Savings Bank v. Conley
This text of 1 Balt. C. Rep. 161 (Savings Bank v. Conley) is published on Counsel Stack Legal Research, covering Baltimore City Circuit Court primary law. Counsel Stack provides free access to over 12 million legal documents including statutes, case law, regulations, and constitutions.
Opinion
This is not a case in which the doctrine that the call contends courses and distances applies; but a case of an [162]*162inconsistency in the call itself, arising from a palpable mistake in a part of the call. Now the intention of the parties must control as to the description as well as to the other parts of the deed, and their interpretation of the description- made at the time as shown by the erection of the buildings and continued for over fifty years, must be accepted as correct.
If there was doubts upon the point, however, it has been fully cured by the confirmatory proceedings already had in this Court. As, however, these proceedings might fairly have been insisted upon by the purchasers as matter of caution and the propriety of instituting them has been recognized by the counsel for the bank. I think that the costs which have been incurred in the case upon exceptions ought to be borne by the bank. The general rule is that when a ratification takes place it relates back to the day of sale, and the rights of the parties are determined as of that date.

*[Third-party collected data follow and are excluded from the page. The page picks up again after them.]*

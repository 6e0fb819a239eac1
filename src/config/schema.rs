//! Configuration schema for devshell
//!
//! Global settings live at `~/.config/devshell/config.toml`; a project
//! descriptor (`devshell.toml`) uses the same schema and overrides them.

use crate::deps::DependencyList;
use serde::{Deserialize, Serialize};
use std::collections::BTreeMap;
use std::path::PathBuf;

/// Root configuration structure
#[derive(Debug, Clone, Default, Serialize, Deserialize)]
#[serde(default)]
pub struct Config {
    /// General settings
    pub general: GeneralConfig,

    /// Base package channel
    pub channel: ChannelConfig,

    /// Target platform
    pub platform: PlatformConfig,

    /// Overlays and shell defaults
    pub shell: ShellConfig,

    /// Build and runtime inputs
    pub dependencies: DependenciesConfig,

    /// Extra variables exported into the shell
    pub env: BTreeMap<String, String>,

    /// Directory of the project descriptor this config was loaded from
    #[serde(skip)]
    pub project_dir: Option<PathBuf>,
}

/// General application settings
#[derive(Debug, Clone, Serialize, Deserialize)]
#[serde(default)]
pub struct GeneralConfig {
    /// Log format: "text" or "json"
    pub log_format: String,
}

impl Default for GeneralConfig {
    fn default() -> Self {
        Self {
            log_format: "text".to_string(),
        }
    }
}

/// Base channel selection
#[derive(Debug, Clone, Serialize, Deserialize)]
#[serde(default)]
pub struct ChannelConfig {
    /// Built-in channel name
    pub name: String,

    /// Channel manifest on disk; takes precedence over `name`
    #[serde(skip_serializing_if = "Option::is_none")]
    pub path: Option<PathBuf>,
}

impl Default for ChannelConfig {
    fn default() -> Self {
        Self {
            name: "stable".to_string(),
            path: None,
        }
    }
}

/// Platform settings
#[derive(Debug, Clone, Default, Serialize, Deserialize)]
#[serde(default)]
pub struct PlatformConfig {
    /// Platform identifier; detected from the host when unset
    #[serde(skip_serializing_if = "Option::is_none")]
    pub system: Option<String>,
}

/// Shell settings
#[derive(Debug, Clone, Serialize, Deserialize)]
#[serde(default)]
pub struct ShellConfig {
    /// Overlays applied on top of the channel, in order
    pub overlays: Vec<String>,

    /// Shell dialect for `devshell env`; detected from `$SHELL` when unset
    #[serde(skip_serializing_if = "Option::is_none")]
    pub dialect: Option<String>,
}

impl Default for ShellConfig {
    fn default() -> Self {
        Self {
            overlays: vec!["rust-toolchain".to_string()],
            dialect: None,
        }
    }
}

/// Build inputs of the default graphics development shell
pub const DEFAULT_BUILD_INPUTS: &[&str] = &["pkg-config"];

/// Runtime inputs of the default graphics development shell
pub const DEFAULT_RUNTIME_INPUTS: &[&str] = &[
    // windowing and input
    "libX11",
    "libXcursor",
    "libXrandr",
    "libXi",
    "libxkbcommon",
    "wayland",
    // audio
    "alsa-lib",
    // GPU
    "vulkan-loader",
    "vulkan-validation-layers",
    "vulkan-tools",
    "libGL",
    // devices
    "udev",
    // toolchains
    "rust-toolchain",
    "rust-analyzer",
    "clang",
    "bintools",
];

/// Declared dependencies
#[derive(Debug, Clone, Serialize, Deserialize)]
#[serde(default)]
pub struct DependenciesConfig {
    /// Tools needed while building (not on the library path)
    pub build: Vec<String>,

    /// Libraries and toolchains needed at link and run time
    pub runtime: Vec<String>,
}

impl Default for DependenciesConfig {
    fn default() -> Self {
        Self {
            build: DEFAULT_BUILD_INPUTS.iter().map(|s| s.to_string()).collect(),
            runtime: DEFAULT_RUNTIME_INPUTS.iter().map(|s| s.to_string()).collect(),
        }
    }
}

impl DependenciesConfig {
    pub fn to_list(&self) -> DependencyList {
        DependencyList::new(self.build.iter().cloned(), self.runtime.iter().cloned())
    }
}

#[cfg(test)]
mod tests {
    use super::*;

    #[test]
    fn default_config_serializes() {
        let config = Config::default();
        let toml = toml::to_string_pretty(&config).unwrap();
        assert!(toml.contains("[general]"));
        assert!(toml.contains("[channel]"));
        assert!(toml.contains("[dependencies]"));
    }

    #[test]
    fn config_deserializes_empty() {
        let config: Config = toml::from_str("").unwrap();
        assert_eq!(config.channel.name, "stable");
        assert_eq!(config.shell.overlays, vec!["rust-toolchain"]);
        assert_eq!(config.dependencies.build, vec!["pkg-config"]);
        assert!(config.dependencies.runtime.contains(&"alsa-lib".to_string()));
    }

    #[test]
    fn config_deserializes_partial() {
        let toml = r#"
            [platform]
            system = "aarch64-darwin"

            [dependencies]
            runtime = ["vulkan-loader"]

            [env]
            RUST_LOG = "debug"
        "#;
        let config: Config = toml::from_str(toml).unwrap();
        assert_eq!(config.platform.system.as_deref(), Some("aarch64-darwin"));
        assert_eq!(config.dependencies.runtime, vec!["vulkan-loader"]);
        // Unset side keeps its default
        assert_eq!(config.dependencies.build, vec!["pkg-config"]);
        assert_eq!(config.env.get("RUST_LOG").unwrap(), "debug");
        assert_eq!(config.channel.name, "stable");
    }
}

The purchasers being entitled to the rents and profits, and the seller to interest upon the purchase money, from that date. But as the Bank, by the admission of counsel, has been in possession of the property and in receipt of the rents and profits from the day of sale, and in view of the long delay in making title to the purchasers; I think it fair to leave the parties as they stand and to charge interest upon the purchase money only from the date of ratification of the sale.